Taxation and Regulatory Compliance

How to Report 2% Shareholder Health Insurance on W-2 Box 14

Discover the required W-2 reporting process for S Corp shareholder health insurance, ensuring the benefit is properly deducted on the owner's personal tax return.

S corporations must follow a specific procedure for reporting health and accident insurance premiums for shareholders who own more than 2% of the company. This process influences the corporation’s payroll filings and the shareholder’s personal income tax return. The premiums are included in the shareholder’s gross income and then deducted on their personal return, creating a flow-through tax treatment. Correctly handling this mandatory reporting is necessary for compliance for both the business and its owners.

Eligibility and Plan Establishment

A “more-than-2% shareholder” is an individual who owns more than 2% of the S corporation’s outstanding stock on any day of the year. This calculation includes shares owned directly and those owned indirectly through family members. Under the family attribution rules of Internal Revenue Code Section 318, an individual is considered to own the stock held by their spouse, children, grandchildren, and parents. This means a person who owns no stock directly can still be treated as a 2% shareholder if a family member owns a qualifying interest.

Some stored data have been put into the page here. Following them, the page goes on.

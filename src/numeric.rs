// SPDX-FileCopyrightText: 2025 Matthew Milner <matterhorn103@proton.me>
// SPDX-License-Identifier: MIT

use crate::Measurement;

/// A trait for single numbers that may have an associated uncertainty.
///
/// A plain `f64` is an exact number with zero uncertainty, which lets it take
/// part in comparisons with a [`Measurement`] on either side.
pub trait Uncertain {
    /// Returns the number without its uncertainty.
    fn number(&self) -> f64;

    /// Returns the absolute uncertainty.
    fn absolute_uncertainty(&self) -> f64;

    /// Returns the relative uncertainty, `|u / v|`.
    ///
    /// This is infinite or NaN for a number of zero.
    #[inline]
    fn relative_uncertainty(&self) -> f64 {
        (self.absolute_uncertainty() / self.number()).abs()
    }

    /// Returns true if the uncertainty is zero.
    #[inline]
    fn is_exact(&self) -> bool {
        self.absolute_uncertainty() == 0.0
    }
}

impl Uncertain for f64 {
    #[inline]
    fn number(&self) -> f64 {
        *self
    }

    #[inline]
    fn absolute_uncertainty(&self) -> f64 {
        0.0
    }
}

impl Uncertain for Measurement<f64> {
    #[inline]
    fn number(&self) -> f64 {
        self.value
    }

    #[inline]
    fn absolute_uncertainty(&self) -> f64 {
        self.uncertainty
    }
}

The tax treatment is contingent upon the health insurance plan being formally “established by the business.” This means the S corporation must either make premium payments directly to the insurance company on behalf of the shareholder or reimburse the shareholder for premiums they have personally paid. If the shareholder pays for their own policy and the corporation does not reimburse them, the plan is not considered established by the business. The business must create the plan or formally adopt an existing plan to meet this requirement.

Corporate Reporting on Form W-2

The total amount of health and accident insurance premiums paid by the corporation must be included in the shareholder-employee’s gross wages on their annual Form W-2. This figure is added to the amount reported in Box 1 (Wages, tips, other compensation) and is subject to federal income tax withholding. This treatment distinguishes the benefit from non-taxable health insurance provided to non-shareholder employees.

While the premiums increase federal taxable wages, they are exempt from Social Security and Medicare (FICA) taxes. The premium amount is not included in the totals for Box 3 (Social Security wages) or Box 5 (Medicare wages). This exemption applies as long as the premiums are paid under a plan for employees or a class of employees.

The corporation must also report the premium amount in Box 14 (Other) for informational purposes. Companies often use a descriptive label such as “S CORP HI” or “2% SH INS” to identify the amount. The premium amount is also generally included in Box 16 for state wages, though rules can vary. On its corporate tax return, Form 1120-S, the S corporation deducts the premiums as compensation or wages.

Shareholder Personal Tax Deduction

The shareholder uses the information from their Form W-2 to take a personal tax deduction. The amount reported in Box 14 is deductible on the shareholder’s Form 1040. This is accomplished by claiming the self-employed health insurance deduction, an “above-the-line” deduction taken on Schedule 1 of Form 1040. An above-the-line deduction reduces a taxpayer’s adjusted gross income (AGI).

This deduction effectively reverses the inclusion of the premiums in wages, making the health insurance benefit tax-free for federal income tax purposes for the shareholder. The ability to take this deduction is contingent on the S corporation having correctly reported the premiums on the W-2.

There are limitations to this deduction. The shareholder cannot claim the deduction for any month in which they were eligible to participate in another employer-subsidized health plan, such as one offered by a spouse’s employer. The deduction is also limited to the amount of wages the shareholder earned from the S corporation.